John is my second oldest friend. The only older friend I have is Mike, who I saw this spring for the first time in 20 years. But John has lived in New Haven almost as long as we've been in Connecticut. So, I see him a lot. And have for years. He was a graduate student in Morgantown, WV when Bern and I lived there in 1971-73. He's a West Virginian, like Bern and I. He's a psychologist who works for the VA in West Haven and has a private practice. He is an unconventional therapist, which is one of the things I like about him since I've always been an unconventional priest.
We met because he's an Episcopalian and we went to church together. In fact, now that I think about it, I met him in the late 60's, before Bern and I were married, at St. Gabrial's in Morgantown and then re-connected when Bern and I came back after my two years at Harvard and our marriage in rhere.
John is one of the two people who goes on vacation with Bern and Mimi and Tim and I each September. This time next week we'll be in our house on Oak Island and ready for our first night there.
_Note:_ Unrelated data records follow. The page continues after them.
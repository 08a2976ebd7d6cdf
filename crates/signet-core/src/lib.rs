//! Core domain models and the subscription store contract.
//!
//! Provides strongly-typed domain primitives, subscription definitions, and
//! error handling for the webhook notification system. The notification
//! pipeline crate depends on these foundational types; the store contract
//! lets deployments plug in their own persistence while tests and embedded
//! use cases rely on the bundled in-memory implementation.

#![forbid(unsafe_code)]
#![warn(missing_docs)]

pub mod error;
pub mod models;
pub mod store;

pub use error::{CoreError, Result};
pub use models::{
    EventId, EventInfo, EventNotification, SubscriptionId, TenantId, WebhookFilter,
    WebhookSubscription, WebhookSubscriptionInfo,
};
pub use store::{
    MemoryStoreProvider, MemorySubscriptionStore, SubscriptionStore, SubscriptionStoreProvider,
};
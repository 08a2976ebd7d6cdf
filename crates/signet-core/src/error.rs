//! Error types and result handling for core operations.
//!
//! Defines the error taxonomy shared by the store contract and domain
//! models. Store implementations map their backend failures onto these
//! variants so the notification pipeline can distinguish an unreachable
//! store from a missing entity or a caller mistake.

use thiserror::Error;

/// Result type alias using `CoreError`.
pub type Result<T> = std::result::Result<T, CoreError>;

/// Core error type for domain and store operations.
#[derive(Debug, Clone, Error)]
pub enum CoreError {
    /// Backing store cannot be reached.
    ///
    /// Notification calls treat this as a fail-fast condition: nothing is
    /// delivered when the subscription set cannot be read.
    #[error("subscription store unavailable: {0}")]
    StoreUnavailable(String),

    /// Entity not found.
    #[error("not found: {0}")]
    NotFound(String),

    /// Write conflicted with existing state (duplicate id, stale update).
    #[error("conflict: {0}")]
    Conflict(String),

    /// Caller supplied invalid input.
    #[error("invalid input: {0}")]
    InvalidInput(String),

    /// An operation required a different notification shape.
    ///
    /// Raised when a single event is expected but the notification carries
    /// zero or multiple events.
    #[error("invalid state: {0}")]
    InvalidState(String),
}

impl CoreError {
    /// Creates a store-unavailable error from a backend message.
    pub fn store_unavailable(message: impl Into<String>) -> Self {
        Self::StoreUnavailable(message.into())
    }

    /// Creates a not-found error for an entity description.
    pub fn not_found(what: impl Into<String>) -> Self {
        Self::NotFound(what.into())
    }

    /// Creates an invalid-input error.
    pub fn invalid_input(message: impl Into<String>) -> Self {
        Self::InvalidInput(message.into())
    }

    /// Creates an invalid-state error.
    pub fn invalid_state(message: impl Into<String>) -> Self {
        Self::InvalidState(message.into())
    }
}
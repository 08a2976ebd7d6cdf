//! Domain models and strongly-typed identifiers.
//!
//! Defines application events, webhook subscriptions, and newtype ID
//! wrappers for compile-time type safety. Events are immutable once
//! constructed; subscriptions are owned by the store and only read by the
//! notification pipeline during a cycle.

use std::{collections::HashMap, fmt};

use chrono::{DateTime, Utc};
use serde::{Deserialize, Serialize};
use url::Url;
use uuid::Uuid;

use crate::error::CoreError;

/// Strongly-typed event identifier.
///
/// Wraps a UUID to prevent mixing with other ID types. Events are immutable
/// once created, and this ID follows them through their entire lifecycle.
///
/// # Example
///
/// ```
/// use signet_core::models::EventId;
/// let event_id = EventId::new();
/// println!("notifying event: {}", event_id);
/// ```
#[derive(Debug, Clone, Copy, PartialEq, Eq, Hash, Serialize, Deserialize)]
pub struct EventId(pub Uuid);

impl EventId {
    /// Creates a new random event ID.
    ///
    /// Uses UUID v4 for globally unique identifiers without coordination.
    pub fn new() -> Self {
        Self(Uuid::new_v4())
    }
}

impl Default for EventId {
    fn default() -> Self {
        Self::new()
    }
}

impl fmt::Display for EventId {
    fn fmt(&self, f: &mut fmt::Formatter<'_>) -> fmt::Result {
        write!(f, "{}", self.0)
    }
}

impl From<Uuid> for EventId {
    fn from(uuid: Uuid) -> Self {
        Self(uuid)
    }
}

/// Strongly-typed subscription identifier.
///
/// Assigned by the store when a subscription is created from its
/// descriptor. Stable for the lifetime of the subscription.
#[derive(Debug, Clone, Copy, PartialEq, Eq, Hash, Serialize, Deserialize)]
pub struct SubscriptionId(pub Uuid);

impl SubscriptionId {
    /// Creates a new random subscription ID.
    pub fn new() -> Self {
        Self(Uuid::new_v4())
    }
}

impl Default for SubscriptionId {
    fn default() -> Self {
        Self::new()
    }
}

impl fmt::Display for SubscriptionId {
    fn fmt(&self, f: &mut fmt::Formatter<'_>) -> fmt::Result {
        write!(f, "{}", self.0)
    }
}

impl From<Uuid> for SubscriptionId {
    fn from(uuid: Uuid) -> Self {
        Self(uuid)
    }
}

/// Strongly-typed tenant identifier.
///
/// Provides multi-tenancy isolation. When a deployment is tenanted, every
/// store lookup and notification cycle is scoped to one tenant.
#[derive(Debug, Clone, Copy, PartialEq, Eq, Hash, Serialize, Deserialize)]
pub struct TenantId(pub Uuid);

impl TenantId {
    /// Creates a new random tenant ID.
    pub fn new() -> Self {
        Self(Uuid::new_v4())
    }
}

impl Default for TenantId {
    fn default() -> Self {
        Self::new()
    }
}

impl fmt::Display for TenantId {
    fn fmt(&self, f: &mut fmt::Formatter<'_>) -> fmt::Result {
        write!(f, "{}", self.0)
    }
}

impl From<Uuid> for TenantId {
    fn from(uuid: Uuid) -> Self {
        Self(uuid)
    }
}

/// A domain event produced by the application.
///
/// Events are the input to a notification cycle. `subject` names the event
/// category (e.g. `"user"`), `event_type` the concrete occurrence
/// (e.g. `"user.created"`). The `data` payload is opaque to the pipeline
/// and carried through to the webhook factory.
///
/// Immutable once constructed; the builder-style `with_*` methods consume
/// and return the value during construction.
#[derive(Debug, Clone, Serialize, Deserialize)]
pub struct EventInfo {
    /// Unique identifier, generator-assigned at construction.
    pub id: EventId,

    /// Event category, e.g. `"user"`.
    pub subject: String,

    /// Concrete event type, e.g. `"user.created"`.
    ///
    /// Matched against subscription `event_types` by exact string
    /// membership, never by prefix or glob.
    pub event_type: String,

    /// When the event occurred.
    pub timestamp: DateTime<Utc>,

    /// Optional schema version of the event data.
    pub data_version: Option<String>,

    /// Opaque event payload.
    pub data: serde_json::Value,
}

impl EventInfo {
    /// Creates a new event with a fresh ID and the current timestamp.
    pub fn new(
        subject: impl Into<String>,
        event_type: impl Into<String>,
        data: serde_json::Value,
    ) -> Self {
        Self {
            id: EventId::new(),
            subject: subject.into(),
            event_type: event_type.into(),
            timestamp: Utc::now(),
            data_version: None,
            data,
        }
    }

    /// Sets an explicit event ID, replacing the generated one.
    #[must_use]
    pub fn with_id(mut self, id: EventId) -> Self {
        self.id = id;
        self
    }

    /// Sets an explicit timestamp, replacing the construction time.
    #[must_use]
    pub fn with_timestamp(mut self, timestamp: DateTime<Utc>) -> Self {
        self.timestamp = timestamp;
        self
    }

    /// Sets the schema version of the event data.
    #[must_use]
    pub fn with_data_version(mut self, version: impl Into<String>) -> Self {
        self.data_version = Some(version.into());
        self
    }
}

/// One or more events produced by a single logical trigger.
///
/// Most notification cycles carry exactly one event; batched triggers may
/// carry several. Consumers that require a single event use [`single`],
/// which fails with [`CoreError::InvalidState`] otherwise.
///
/// [`single`]: EventNotification::single
#[derive(Debug, Clone, Serialize, Deserialize)]
pub struct EventNotification {
    /// When the notification was assembled.
    pub timestamp: DateTime<Utc>,

    events: Vec<EventInfo>,
}

impl EventNotification {
    /// Creates a notification carrying exactly one event.
    pub fn new(event: EventInfo) -> Self {
        Self { timestamp: Utc::now(), events: vec![event] }
    }

    /// Creates a notification carrying a batch of events.
    pub fn batch(events: Vec<EventInfo>) -> Self {
        Self { timestamp: Utc::now(), events }
    }

    /// All events in this notification, in trigger order.
    pub fn events(&self) -> &[EventInfo] {
        &self.events
    }

    /// Number of events carried.
    pub fn len(&self) -> usize {
        self.events.len()
    }

    /// Whether the notification carries no events.
    pub fn is_empty(&self) -> bool {
        self.events.is_empty()
    }

    /// Returns the single event this notification carries.
    ///
    /// # Errors
    ///
    /// Returns [`CoreError::InvalidState`] when the notification carries
    /// zero or multiple events.
    pub fn single(&self) -> Result<&EventInfo, CoreError> {
        match self.events.as_slice() {
            [event] => Ok(event),
            events => Err(CoreError::invalid_state(format!(
                "expected exactly one event, notification carries {}",
                events.len()
            ))),
        }
    }
}

/// A filter gating whether a subscription receives a given event.
///
/// `format` selects which evaluator applies; `expression` is evaluated by
/// that evaluator as a boolean predicate over the webhook payload. The
/// wildcard expression `"*"` matches everything regardless of format.
#[derive(Debug, Clone, PartialEq, Eq, Serialize, Deserialize)]
pub struct WebhookFilter {
    /// Evaluator format name, e.g. `"linq"` or `"jsonpath"`.
    pub format: String,

    /// Boolean predicate expression in the named format.
    pub expression: String,
}

impl WebhookFilter {
    /// The universal wildcard expression.
    pub const WILDCARD: &'static str = "*";

    /// Creates a filter from a format name and expression.
    pub fn new(format: impl Into<String>, expression: impl Into<String>) -> Self {
        Self { format: format.into(), expression: expression.into() }
    }

    /// Creates a wildcard filter that matches every payload.
    pub fn wildcard() -> Self {
        Self { format: String::new(), expression: Self::WILDCARD.to_string() }
    }

    /// Whether this filter is the universal wildcard.
    ///
    /// Wildcard filters match without consulting any evaluator, so the
    /// format is not validated for them.
    pub fn is_wildcard(&self) -> bool {
        self.expression == Self::WILDCARD
    }
}

/// Descriptor used to create a subscription.
///
/// Carries everything the subscriber declares; the store assigns the ID
/// and timestamps when turning the descriptor into a
/// [`WebhookSubscription`].
#[derive(Debug, Clone, Serialize, Deserialize)]
pub struct WebhookSubscriptionInfo {
    /// Human-readable subscription name.
    pub name: String,

    /// Event types this subscription is interested in.
    pub event_types: Vec<String>,

    /// Absolute destination URL for deliveries.
    pub destination_url: Url,

    /// Shared secret used to sign deliveries; absent means unsigned.
    pub secret: Option<String>,

    /// Extra headers sent verbatim with every delivery.
    pub headers: HashMap<String, String>,

    /// Ordered filter list; empty means match everything.
    pub filters: Vec<WebhookFilter>,

    /// Retry attempts beyond the first; `None` uses the deployment default.
    pub retry_count: Option<u32>,

    /// Free-form annotations.
    pub metadata: HashMap<String, String>,

    /// Owning tenant in multi-tenant deployments.
    pub tenant_id: Option<TenantId>,
}

impl WebhookSubscriptionInfo {
    /// Creates a descriptor for the given name and destination.
    pub fn new(name: impl Into<String>, destination_url: Url) -> Self {
        Self {
            name: name.into(),
            event_types: Vec::new(),
            destination_url,
            secret: None,
            headers: HashMap::new(),
            filters: Vec::new(),
            retry_count: None,
            metadata: HashMap::new(),
            tenant_id: None,
        }
    }

    /// Adds an event type of interest.
    #[must_use]
    pub fn with_event_type(mut self, event_type: impl Into<String>) -> Self {
        self.event_types.push(event_type.into());
        self
    }

    /// Sets the signing secret.
    #[must_use]
    pub fn with_secret(mut self, secret: impl Into<String>) -> Self {
        self.secret = Some(secret.into());
        self
    }

    /// Adds a filter to the ordered filter list.
    #[must_use]
    pub fn with_filter(mut self, filter: WebhookFilter) -> Self {
        self.filters.push(filter);
        self
    }

    /// Adds a header sent verbatim with every delivery.
    #[must_use]
    pub fn with_header(mut self, name: impl Into<String>, value: impl Into<String>) -> Self {
        self.headers.insert(name.into(), value.into());
        self
    }

    /// Sets the per-subscription retry budget (attempts beyond the first).
    #[must_use]
    pub fn with_retry_count(mut self, retry_count: u32) -> Self {
        self.retry_count = Some(retry_count);
        self
    }

    /// Adds a metadata annotation.
    #[must_use]
    pub fn with_metadata(mut self, key: impl Into<String>, value: impl Into<String>) -> Self {
        self.metadata.insert(key.into(), value.into());
        self
    }

    /// Scopes the subscription to a tenant.
    #[must_use]
    pub fn with_tenant(mut self, tenant_id: TenantId) -> Self {
        self.tenant_id = Some(tenant_id);
        self
    }

    /// Validates the descriptor before store insertion.
    ///
    /// # Errors
    ///
    /// Returns [`CoreError::InvalidInput`] when the name is empty, no event
    /// types are declared, or the destination URL is not http(s).
    pub fn validate(&self) -> Result<(), CoreError> {
        if self.name.trim().is_empty() {
            return Err(CoreError::invalid_input("subscription name must not be empty"));
        }
        if self.event_types.is_empty() {
            return Err(CoreError::invalid_input(
                "subscription must declare at least one event type",
            ));
        }
        if !matches!(self.destination_url.scheme(), "http" | "https") {
            return Err(CoreError::invalid_input(format!(
                "destination URL must be http or https, got {}",
                self.destination_url.scheme()
            )));
        }
        Ok(())
    }
}

/// A subscriber's registration for webhook deliveries.
///
/// Owned exclusively by the store; the notification pipeline holds only
/// transient read references during a cycle and never mutates one. State
/// transitions (activate/deactivate, field updates, removal) go through the
/// store contract.
#[derive(Debug, Clone, Serialize, Deserialize)]
pub struct WebhookSubscription {
    /// Store-assigned unique identifier.
    pub id: SubscriptionId,

    /// Human-readable subscription name.
    pub name: String,

    /// Event types this subscription is interested in.
    ///
    /// Matching is exact-string membership.
    pub event_types: Vec<String>,

    /// Absolute destination URL for deliveries.
    pub destination_url: Url,

    /// Shared secret used to sign deliveries; absent means unsigned.
    pub secret: Option<String>,

    /// Extra headers sent verbatim with every delivery.
    pub headers: HashMap<String, String>,

    /// Ordered filter list; empty means match everything.
    pub filters: Vec<WebhookFilter>,

    /// Retry attempts beyond the first; `None` uses the deployment default.
    ///
    /// Bounds total attempts to `retry_count + 1`; never unbounded.
    pub retry_count: Option<u32>,

    /// Whether the subscription participates in resolution.
    ///
    /// Inactive subscriptions are never matched, regardless of event types.
    pub is_active: bool,

    /// Free-form annotations.
    pub metadata: HashMap<String, String>,

    /// Owning tenant in multi-tenant deployments.
    pub tenant_id: Option<TenantId>,

    /// When the subscription was created.
    pub created_at: DateTime<Utc>,

    /// When the subscription was last updated.
    pub updated_at: DateTime<Utc>,
}

impl WebhookSubscription {
    /// Materializes a subscription from its descriptor.
    ///
    /// Called by store implementations when creating; new subscriptions
    /// start active.
    pub fn from_info(id: SubscriptionId, info: WebhookSubscriptionInfo) -> Self {
        let now = Utc::now();
        Self {
            id,
            name: info.name,
            event_types: info.event_types,
            destination_url: info.destination_url,
            secret: info.secret,
            headers: info.headers,
            filters: info.filters,
            retry_count: info.retry_count,
            is_active: true,
            metadata: info.metadata,
            tenant_id: info.tenant_id,
            created_at: now,
            updated_at: now,
        }
    }

    /// Whether this subscription declares interest in the given event type.
    ///
    /// Exact-string membership; no prefix or glob semantics.
    pub fn listens_to(&self, event_type: &str) -> bool {
        self.event_types.iter().any(|t| t == event_type)
    }
}
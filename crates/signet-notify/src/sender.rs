//! HTTP delivery of signed webhook payloads with bounded retry.
//!
//! One sender is shared by a whole deployment; reqwest's connection pool
//! handles concurrent deliveries to many endpoints. Each attempt is
//! classified for the retry state machine: success ends it, a client-error
//! rejection ends it permanently, and server errors or transport failures
//! consume retry budget. Attempts within one subscription are strictly
//! sequential.

use std::time::{Duration, Instant};

use bytes::Bytes;
use chrono::Utc;
use reqwest::header::HeaderMap;
use tokio_util::sync::CancellationToken;
use tracing::{debug, info, info_span, warn, Instrument};
use url::Url;
use uuid::Uuid;

use signet_core::{EventId, WebhookSubscription};

use crate::{
    config::{NotifierConfig, SignatureLocation},
    error::{DeliveryError, NotifyError, SubscriptionError},
    result::{DeliveryAttempt, DeliveryResult},
};

/// Maximum response-body length retained on a failed attempt.
const MAX_ERROR_BODY: usize = 1024;

/// A serialized payload ready for delivery, with its signature when the
/// subscription declares a secret.
#[derive(Debug, Clone)]
pub struct SignedPayload {
    /// Exact outbound byte sequence; also the bytes the signature covers.
    pub body: Bytes,

    /// Rendered signature, absent for unsigned delivery.
    pub signature: Option<String>,
}

impl SignedPayload {
    /// Creates an unsigned payload.
    pub fn unsigned(body: impl Into<Bytes>) -> Self {
        Self { body: body.into(), signature: None }
    }

    /// Creates a signed payload.
    pub fn signed(body: impl Into<Bytes>, signature: impl Into<String>) -> Self {
        Self { body: body.into(), signature: Some(signature.into()) }
    }
}

/// Delivers signed payloads to subscription destinations.
pub struct DeliverySender {
    client: reqwest::Client,
    config: NotifierConfig,
}

impl DeliverySender {
    /// Creates a sender from the deployment configuration.
    ///
    /// # Errors
    ///
    /// Returns [`NotifyError::Configuration`] when the HTTP client cannot
    /// be built with the configured settings.
    pub fn new(config: &NotifierConfig) -> Result<Self, NotifyError> {
        let client = reqwest::Client::builder()
            .timeout(config.request_timeout)
            .user_agent(&config.user_agent)
            .build()
            .map_err(|e| {
                NotifyError::configuration(format!("failed to build HTTP client: {e}"))
            })?;

        Ok(Self { client, config: config.clone() })
    }

    /// Delivers a payload with up to `retry_count + 1` sequential attempts.
    ///
    /// The budget comes from the subscription, falling back to the
    /// deployment default. Cancellation is observed before each attempt and
    /// during backoff; an attempt already in flight finishes within the
    /// per-attempt timeout. The returned result records every attempt made.
    pub async fn deliver_with_retry(
        &self,
        subscription: &WebhookSubscription,
        payload: &SignedPayload,
        event_id: EventId,
        cancel: &CancellationToken,
    ) -> DeliveryResult {
        let delivery_id = Uuid::new_v4();
        let retry_count = subscription.retry_count.unwrap_or(self.config.default_retry_count);
        let max_attempts = retry_count.saturating_add(1);

        let span = info_span!(
            "webhook_delivery",
            subscription_id = %subscription.id,
            event_id = %event_id,
            delivery_id = %delivery_id,
            url = %subscription.destination_url,
        );

        async move {
            let mut schedule = self.config.retry.schedule();
            let mut attempts: Vec<DeliveryAttempt> = Vec::new();
            let mut attempt_number = 0u32;

            loop {
                attempt_number += 1;

                if cancel.is_cancelled() {
                    debug!(attempt = attempt_number, "delivery cancelled before attempt");
                    return DeliveryResult::failure(
                        subscription.id,
                        &subscription.name,
                        attempts,
                        SubscriptionError::Delivery(DeliveryError::Cancelled),
                    );
                }

                let (attempt, retry_after) = self
                    .attempt(subscription, payload, event_id, delivery_id, attempt_number)
                    .await;
                let outcome = attempt.error.clone();
                attempts.push(attempt);

                let error = match outcome {
                    None => {
                        info!(attempt = attempt_number, "webhook delivered");
                        return DeliveryResult::success(
                            subscription.id,
                            &subscription.name,
                            attempts,
                        );
                    },
                    Some(error) => error,
                };

                if !error.is_retryable() {
                    warn!(attempt = attempt_number, %error, "delivery rejected, not retrying");
                    return DeliveryResult::failure(
                        subscription.id,
                        &subscription.name,
                        attempts,
                        SubscriptionError::Delivery(error),
                    );
                }

                if attempt_number >= max_attempts {
                    warn!(attempts = attempt_number, %error, "retry budget exhausted");
                    return DeliveryResult::failure(
                        subscription.id,
                        &subscription.name,
                        attempts,
                        SubscriptionError::Delivery(error),
                    );
                }

                let delay = schedule.next_delay(retry_after);
                debug!(attempt = attempt_number, delay_ms = delay.as_millis(), "backing off");

                tokio::select! {
                    () = cancel.cancelled() => {
                        debug!("delivery cancelled during backoff");
                        return DeliveryResult::failure(
                            subscription.id,
                            &subscription.name,
                            attempts,
                            SubscriptionError::Delivery(error),
                        );
                    },
                    () = tokio::time::sleep(delay) => {},
                }
            }
        }
        .instrument(span)
        .await
    }

    /// Performs a single delivery attempt.
    pub async fn deliver_once(
        &self,
        subscription: &WebhookSubscription,
        payload: &SignedPayload,
        event_id: EventId,
        attempt_number: u32,
    ) -> DeliveryAttempt {
        self.attempt(subscription, payload, event_id, Uuid::new_v4(), attempt_number).await.0
    }

    /// One attempt, plus any `Retry-After` hint from a retryable response.
    async fn attempt(
        &self,
        subscription: &WebhookSubscription,
        payload: &SignedPayload,
        event_id: EventId,
        delivery_id: Uuid,
        attempt_number: u32,
    ) -> (DeliveryAttempt, Option<Duration>) {
        let started_at = Utc::now();
        let start = Instant::now();

        let url = self.destination_url(subscription, payload.signature.as_deref());
        let mut request = self
            .client
            .post(url)
            .body(payload.body.clone())
            .header("content-type", "application/json");

        for (name, value) in &subscription.headers {
            if !is_managed_header(name) {
                request = request.header(name, value);
            }
        }

        if self.config.signature_location == SignatureLocation::Header {
            if let Some(signature) = &payload.signature {
                request = request.header(&self.config.signature_header_name, signature);
            }
        }

        request = request
            .header("X-Signet-Event-Id", event_id.to_string())
            .header("X-Signet-Delivery-Id", delivery_id.to_string())
            .header("X-Signet-Attempt", attempt_number.to_string());

        let response = match request.send().await {
            Ok(response) => response,
            Err(e) => {
                let error = if e.is_timeout() {
                    DeliveryError::timeout(self.config.request_timeout.as_secs())
                } else if e.is_connect() {
                    DeliveryError::network(format!("connection failed: {e}"))
                } else {
                    DeliveryError::network(e.to_string())
                };
                warn!(attempt = attempt_number, %error, "delivery attempt failed");

                let attempt = DeliveryAttempt {
                    subscription_id: subscription.id,
                    attempt_number,
                    status: None,
                    error: Some(error),
                    started_at,
                    duration: start.elapsed(),
                };
                return (attempt, None);
            },
        };

        let status = response.status().as_u16();
        let retry_after = retry_after_hint(response.headers());
        let error = match status {
            200..=299 => None,
            400..=499 => Some(DeliveryError::rejected(status, read_error_body(response).await)),
            _ => Some(DeliveryError::server_error(status, read_error_body(response).await)),
        };

        debug!(
            attempt = attempt_number,
            status,
            duration_ms = start.elapsed().as_millis(),
            "received response"
        );

        let attempt = DeliveryAttempt {
            subscription_id: subscription.id,
            attempt_number,
            status: Some(status),
            error,
            started_at,
            duration: start.elapsed(),
        };
        let hint = attempt.error.as_ref().is_some_and(DeliveryError::is_retryable);
        (attempt, if hint { retry_after } else { None })
    }

    /// Destination URL, with the signature appended when placement is
    /// query-string-based.
    fn destination_url(&self, subscription: &WebhookSubscription, signature: Option<&str>) -> Url {
        let mut url = subscription.destination_url.clone();
        if self.config.signature_location == SignatureLocation::QueryString {
            if let Some(signature) = signature {
                url.query_pairs_mut().append_pair(&self.config.signature_query_key, signature);
            }
        }
        url
    }
}

/// Reads a failed response's body for diagnostics, truncated.
async fn read_error_body(response: reqwest::Response) -> String {
    match response.bytes().await {
        Ok(bytes) if bytes.len() > MAX_ERROR_BODY => {
            let truncated = String::from_utf8_lossy(&bytes[..MAX_ERROR_BODY]);
            format!("{truncated}... (truncated)")
        },
        Ok(bytes) => String::from_utf8_lossy(&bytes).into_owned(),
        Err(e) => format!("[failed to read response body: {e}]"),
    }
}

/// Parses a `Retry-After` header as either delay-seconds or an HTTP date.
fn retry_after_hint(headers: &HeaderMap) -> Option<Duration> {
    let raw = headers.get("retry-after")?.to_str().ok()?;

    if let Ok(seconds) = raw.trim().parse::<u64>() {
        return Some(Duration::from_secs(seconds));
    }

    let at = chrono::DateTime::parse_from_rfc2822(raw).ok()?;
    let delay = at.with_timezone(&Utc).signed_duration_since(Utc::now());
    delay.to_std().ok()
}

/// Headers owned by the sender; subscription-declared values for these are
/// not forwarded.
fn is_managed_header(name: &str) -> bool {
    matches!(
        name.to_ascii_lowercase().as_str(),
        "content-length"
            | "content-type"
            | "host"
            | "user-agent"
            | "connection"
            | "keep-alive"
            | "proxy-authenticate"
            | "proxy-authorization"
            | "te"
            | "trailer"
            | "transfer-encoding"
            | "upgrade"
    )
}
John is remarkably funny. Not just humorous but by having jokes.
Two he told tonight when he came for dinner.
A blind cowboy walks into a girl's Biker Bar. He gets a drink and says, to whoever is near him, "Anyone want to hear a blond joke?"
The woman to his right says, "I'll give you a break because you're blind. But need to know that I'm blonde and I'm an ex-Marine and the bartender is blond and she's an ex-Marine and the woman on the other side of you is blond and she's an ex-Marine and four women at a table over there are karate teachers and they're all blond. So, do you want to tell your 'blond joke'?
"Well, no," the man said, "not if I'll have to explain it seven times...."
The other one goes like this:
A man sees someone he's known for years and is really good friends with and is so excited to meet up with him on the street. The only thing is, his friend has a big orange head.
So the guy talks to his old friend for a while, catching up, and then says, "what happened to your head?"
"Oh," the old friend tells him, "I had a genie in a bottle and I had three wishes. My first wish was for a wonderful house. See that house over there with the pool, that's my house. My second wish was for a beautiful, loving wife. See that beautiful woman by the pool? She's my wife and she loves me to death. Then, I think the mistake I made was that I wished for a big orange head."
People differ greatly about what they think is funny. John had told those two jokes to Sherry, the sixth person of our vacation 'family' and when he told the second one she said, "why did he wish for a big orange head?"
I'm sure you've been in the position to 'explain' a joke. You just can't. Jokes are like this--you 'get them' or you don't and there is no place in between to explain them.
John and Sherry will be going to Oak Island with Bern and Mimi and Tim and I. And at no time will any of us try to explain that joke.
John is dear and funny and a profoundly good friend. I look forward to our time together in a week.